La complicazione principale, nel caso italiano (tutto peculiare, come del resto quasi ogni cosa che riguardi il nostro Paese e le sue vicende), è data dal fatto che l’interpretazione distorta del principio “non ci sono fatti, solo interpretazioni” ha riguardato tutte le parti politiche (e sociali). Nessuna esclusa. Qui, infatti, ci sono almeno due o tre generazioni che, sganciandosi progressivamente dalla realtà della loro vita e di ciò che stava accadendo a livello collettivo, hanno progressivamente smarrito la capacità di distinguere il “bene” dal “male”, il “giusto” dall’“ingiusto” (convincendosi nel frattempo del fatto che questa indistinzione fosse perfettamente contemporanea, e legittima). E soprattutto – ciò che costituisce l’aspetto forse più grave di questo fenomeno – hanno sviluppato un’incapacità cronica, letteralmente patologica di riconoscere, proteggere e coltivare il “bene comune” (e non il compiacimento momentaneo e la soddisfazione immediata di esigenze contingenti).
È la fase della negazione – o meglio, tecnicamente, del “diniego”, come momento ulteriore, ancora più grave, della rimozione.

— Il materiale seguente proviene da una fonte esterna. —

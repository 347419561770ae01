use std::time::Duration;
use tokio::sync::broadcast;

use crate::Result;
use crate::api::models::{
    ApOptions, ConnectOptions, ControlConfig, ControlEvent, EventKind, Hotspot, Mode,
    NetworkProfile, NetworkRef, Reply, WpaError, WpaEvent, WpaStatus,
};
use crate::core::access_point::AccessPoint;
use crate::core::control::{ControlChannel, expect_ok};
use crate::core::scan;
use crate::core::transaction::{self, ProfileStore};
use crate::types::constants::{command, reply};
use crate::util::utils::quote;

/// High-level interface to a wireless interface managed by wpa_supplicant.
///
/// This is the main entry point of the crate. It drives the supplicant
/// through its control socket and exposes the socket's unsolicited events
/// as a broadcast stream.
///
/// # Creating an Instance
///
/// ```no_run
/// use wpars::Wireless;
///
/// # async fn example() -> wpars::Result<()> {
/// let wifi = Wireless::new("wlan0");
/// wifi.open().await?;
/// # Ok(())
/// # }
/// ```
///
/// # Capabilities
///
/// - **Status**: Current association state, SSID, address and mode
/// - **Scanning**: Trigger a scan and wait for its results
/// - **Profiles**: Add, configure, enable, select and remove stored networks
/// - **Events**: Subscribe to scan, connection and error notifications
/// - **Access Point**: Launch and supervise an access point helper
///
/// # Examples
///
/// ## Scan and Connect
///
/// ```no_run
/// use wpars::{ConnectOptions, Wireless};
///
/// # async fn example() -> wpars::Result<()> {
/// let wifi = Wireless::new("wlan0");
/// wifi.open().await?;
///
/// for hotspot in wifi.scan().await? {
///     println!("{} {} {}", hotspot.ssid, hotspot.signal, hotspot.bars());
/// }
///
/// let id = wifi
///     .connect("MyNetwork", Some("password"), ConnectOptions::default())
///     .await?;
/// println!("Using profile {id}");
/// # Ok(())
/// # }
/// ```
///
/// ## Removing a Profile
///
/// ```no_run
/// use wpars::{Reply, Wireless};
///
/// # async fn example() -> wpars::Result<()> {
/// let wifi = Wireless::new("wlan0");
/// wifi.open().await?;
///
/// if wifi.remove_network("OldNetwork").await? == Reply::Fail {
///     println!("No such profile");
/// }
/// # Ok(())
/// # }
/// ```
///
/// # Thread Safety
///
/// `Wireless` is `Clone` and can be shared across async tasks. Clones share
/// one control channel; their commands are queued and answered in order.
#[derive(Debug, Clone)]
pub struct Wireless {
    channel: ControlChannel,
}

impl Wireless {
    /// Creates a client for `iface` with the default socket locations.
    pub fn new(iface: impl Into<String>) -> Self {
        Self::with_config(ControlConfig::new(iface))
    }

    /// Creates a client with a custom configuration.
    pub fn with_config(config: ControlConfig) -> Self {
        Self {
            channel: ControlChannel::new(config),
        }
    }

    /// Returns the underlying control channel.
    pub fn channel(&self) -> &ControlChannel {
        &self.channel
    }

    /// Opens the control socket and attaches to the event stream.
    ///
    /// Safe to call repeatedly; concurrent calls share one attempt.
    pub async fn open(&self) -> Result<()> {
        self.channel.open().await
    }

    /// Closes the control socket. Does nothing if already closed.
    pub async fn close(&self) {
        self.channel.close().await
    }

    pub async fn is_open(&self) -> bool {
        self.channel.is_open().await
    }

    /// Subscribes to control channel notifications.
    ///
    /// Use [`WpaEvent::name`] to match on the subscription names
    /// (`scanning`, `scanned`, `connected`, `disconnected`, `invalidkey`,
    /// `terminating`, `control`, `error`, `congestion`, `open`, `close`).
    pub fn events(&self) -> broadcast::Receiver<WpaEvent> {
        self.channel.events()
    }

    /// Waits up to `timeout` for the next event of the given kind.
    pub async fn wait_for(&self, kind: EventKind, timeout: Duration) -> Result<Option<ControlEvent>> {
        self.channel.wait_for(kind, timeout).await
    }

    /// Sends a raw command and returns its reply.
    pub async fn command<S: AsRef<str>>(&self, name: &str, args: &[S]) -> Result<String> {
        self.channel.command(name, args).await
    }

    /// Returns the parsed `STATUS` reply.
    pub async fn status(&self) -> Result<WpaStatus> {
        scan::status(&self.channel).await
    }

    /// Returns `true` if the interface is associated.
    pub async fn connected(&self) -> Result<bool> {
        Ok(self.status().await?.is_connected())
    }

    /// Returns the operating mode, inferred from the status.
    ///
    /// See [`WpaStatus::mode`] for the heuristic.
    pub async fn mode(&self) -> Result<Mode> {
        Ok(self.status().await?.mode())
    }

    /// Scans and returns the visible hotspots.
    ///
    /// Waits for the scan-results event, bounded by the configured scan
    /// timeout, before fetching. On timeout the results the daemon already
    /// holds are returned.
    pub async fn scan(&self) -> Result<Vec<Hotspot>> {
        scan::scan(&self.channel).await
    }

    /// Returns the last scan results without scanning.
    pub async fn scan_results(&self) -> Result<Vec<Hotspot>> {
        scan::scan_results(&self.channel).await
    }

    /// Lists stored network profiles.
    pub async fn list_networks(&self) -> Result<Vec<NetworkProfile>> {
        self.channel.list_networks().await
    }

    /// Returns the first stored profile with the given SSID.
    pub async fn find_network_by_ssid(&self, ssid: &str) -> Result<Option<NetworkProfile>> {
        transaction::find_by_ssid(&self.channel, ssid).await
    }

    /// Allocates a new, disabled profile and returns its id.
    pub async fn add_network(&self) -> Result<u32> {
        self.channel.add_network().await
    }

    /// Sets a profile field to a raw value.
    ///
    /// String fields such as `ssid` and `psk` must be quoted; use
    /// [`set_network_string`](Self::set_network_string) for those.
    pub async fn set_network(&self, id: u32, key: &str, value: &str) -> Result<()> {
        let reply = ProfileStore::set_network(&self.channel, id, key, value).await?;
        expect_ok(command::SET_NETWORK, reply)
    }

    /// Sets a string-valued profile field, quoting the value.
    pub async fn set_network_string(&self, id: u32, key: &str, value: &str) -> Result<()> {
        self.set_network(id, key, &quote(value)).await
    }

    /// Reads one profile field. String values come back quoted.
    pub async fn get_network(&self, id: u32, key: &str) -> Result<String> {
        let id = id.to_string();
        self.channel
            .command(command::GET_NETWORK, &[id.as_str(), key])
            .await
    }

    /// Adds or updates the profile for `ssid`, then enables, selects and
    /// saves it. Returns the profile id.
    ///
    /// A non-empty `password` configures WPA-PSK; otherwise the network is
    /// open. Steps run in order and are not rolled back: if one fails, the
    /// profile is left as far as it got.
    pub async fn connect(
        &self,
        ssid: &str,
        password: Option<&str>,
        options: ConnectOptions,
    ) -> Result<u32> {
        transaction::connect(&self.channel, ssid, password, &options).await
    }

    /// Enables a stored profile. Returns `Reply::Fail` if no profile matches
    /// or the daemon refuses.
    pub async fn enable_network(&self, target: impl Into<NetworkRef>) -> Result<Reply> {
        transaction::profile_command(&self.channel, command::ENABLE_NETWORK, target.into()).await
    }

    /// Disables a stored profile. Returns `Reply::Fail` if no profile
    /// matches or the daemon refuses.
    pub async fn disable_network(&self, target: impl Into<NetworkRef>) -> Result<Reply> {
        transaction::profile_command(&self.channel, command::DISABLE_NETWORK, target.into()).await
    }

    /// Selects a stored profile, disabling the others.
    pub async fn select_network(&self, target: impl Into<NetworkRef>) -> Result<Reply> {
        transaction::profile_command(&self.channel, command::SELECT_NETWORK, target.into()).await
    }

    /// Removes a stored profile. Returns `Reply::Fail` if no profile
    /// matches or the daemon refuses.
    pub async fn remove_network(&self, target: impl Into<NetworkRef>) -> Result<Reply> {
        transaction::profile_command(&self.channel, command::REMOVE_NETWORK, target.into()).await
    }

    /// Disconnects and stays disconnected until `reconnect`.
    pub async fn disconnect(&self) -> Result<()> {
        self.simple(command::DISCONNECT).await
    }

    pub async fn reconnect(&self) -> Result<()> {
        self.simple(command::RECONNECT).await
    }

    pub async fn reassociate(&self) -> Result<()> {
        self.simple(command::REASSOCIATE).await
    }

    /// Reloads the configuration file.
    pub async fn reconfigure(&self) -> Result<()> {
        self.simple(command::RECONFIGURE).await
    }

    /// Persists the stored profiles.
    pub async fn save_config(&self) -> Result<()> {
        self.simple(command::SAVE_CONFIG).await
    }

    /// Checks that the daemon answers.
    pub async fn ping(&self) -> Result<()> {
        let pong = self.channel.command::<&str>(command::PING, &[]).await?;
        if pong == reply::PONG {
            Ok(())
        } else {
            Err(WpaError::UnexpectedReply {
                command: command::PING.to_string(),
                reply: pong,
            })
        }
    }

    /// Launches an access point with the given name.
    ///
    /// An empty `name` falls back to `options.name`, then to `MY_WIFI`.
    /// Its `close` waits at most the `ap_shutdown` timeout of this client's
    /// [`TimeoutConfig`](crate::TimeoutConfig). Must be called from within a
    /// tokio runtime.
    pub fn create_access_point(&self, name: &str, options: ApOptions) -> Result<AccessPoint> {
        let timeout = self.channel.config().timeouts.ap_shutdown;
        Ok(AccessPoint::create(name, options)?.with_shutdown_timeout(timeout))
    }

    async fn simple(&self, cmd: &str) -> Result<()> {
        let reply = self.channel.command::<&str>(cmd, &[]).await?;
        expect_ok(cmd, reply)
    }
}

Questo è il motivo principale per cui abbiamo, oggi, la necessità di riaffermare e di ristabilire valori essenziali (come i “beni comuni”, la dignità del lavoro, la solidarietà, la condivisione delle regole e dei diritti), aspetti una volta noti ed elementari (e man mano privati di senso e di contenuto: ridotti a scatole vuote). Perché si sono persi per strada. Sostituiti, nel corso di una lunga, rapidissima mutazione “rivoluzionaria”, da altri (dis)valori che hanno progressivamente dominato e governato la nostra società.
Alla base di questo sistema di valori totalmente negativo e distorto c’è chiaramente un fattore tremendo: la spinta a cancellare l’altro, perché non solo ci sono prima io, ma io è l’unica cosa che esiste e che importa. Dietro questi comportamenti e atteggiamenti, individuali e collettivi, c’è ovviamente una fortissima carica autodistruttiva, oltre che distruttiva. Non riconosco l’altro perché non riconosco – e, cosa ancor più grave: non voglio riconoscere – me stesso. È una strana forma di autoriflessività, italianissima, in cui il soggetto più si rispecchia e meno si conosce: si perde. Si annulla.

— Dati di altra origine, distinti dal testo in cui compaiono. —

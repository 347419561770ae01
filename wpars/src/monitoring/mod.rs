//! Real-time monitoring of supplicant events.
//!
//! The control channel reports events only while it is open; the monitor
//! here watches an interface continuously through `wpa_cli`.

pub(crate) mod monitor;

Occorre, perciò, ripartire – e immediatamente – da qui: dal recupero della dimensione dell’altro, del “noi”. Che poi vuol dire società, comunità, collettività, al di fuori della quale l’individuo non vive, e neanche – se è per questo – sopravvive. Questa dimensione è infatti l’unica che possa posizionarci chiaramente e positivamente nel mondo. È l’unica, cioè, in grado di avviare la ricostruzione e la riappropriazione della nostra identità (individuale e collettiva), e la sua proiezione in una dimensione finalmente di prosperità e comune. La lezione (almeno, una delle lezioni) da trarre dal ventennio appena trascorso è che il benessere acquisito dai pochi a sfavore dei molti non dura a lungo, e ha conseguenze nefaste sull’intero sistema sociale.
L’aveva capito molto bene, settant’anni fa (all’indomani di un’altra gravissima crisi, con cui quella attuale fa evidentemente il paio) Franklin Delano Roosvelt: “Ho già detto che non possiamo accettare che mezza Nazione prosperi e l’altra metà sia alla bancarotta. Se tutta la nostra gente può contare su un lavoro, una paga equa e giusti profitti, ognuno può comprare i prodotti realizzati dal suo vicino e l’economia funziona. Ma senza gli stipendi e i profitti della metà del Paese, l’economia funziona solo a metà. Né è di grande aiuto l’eventualità che la metà fortunata sia davvero molto ricca: la cosa migliore è che tutti siano ragionevolmente benestanti” (Il “National Recovery Act” – terza chiacchierata al caminetto, 24 luglio 1933).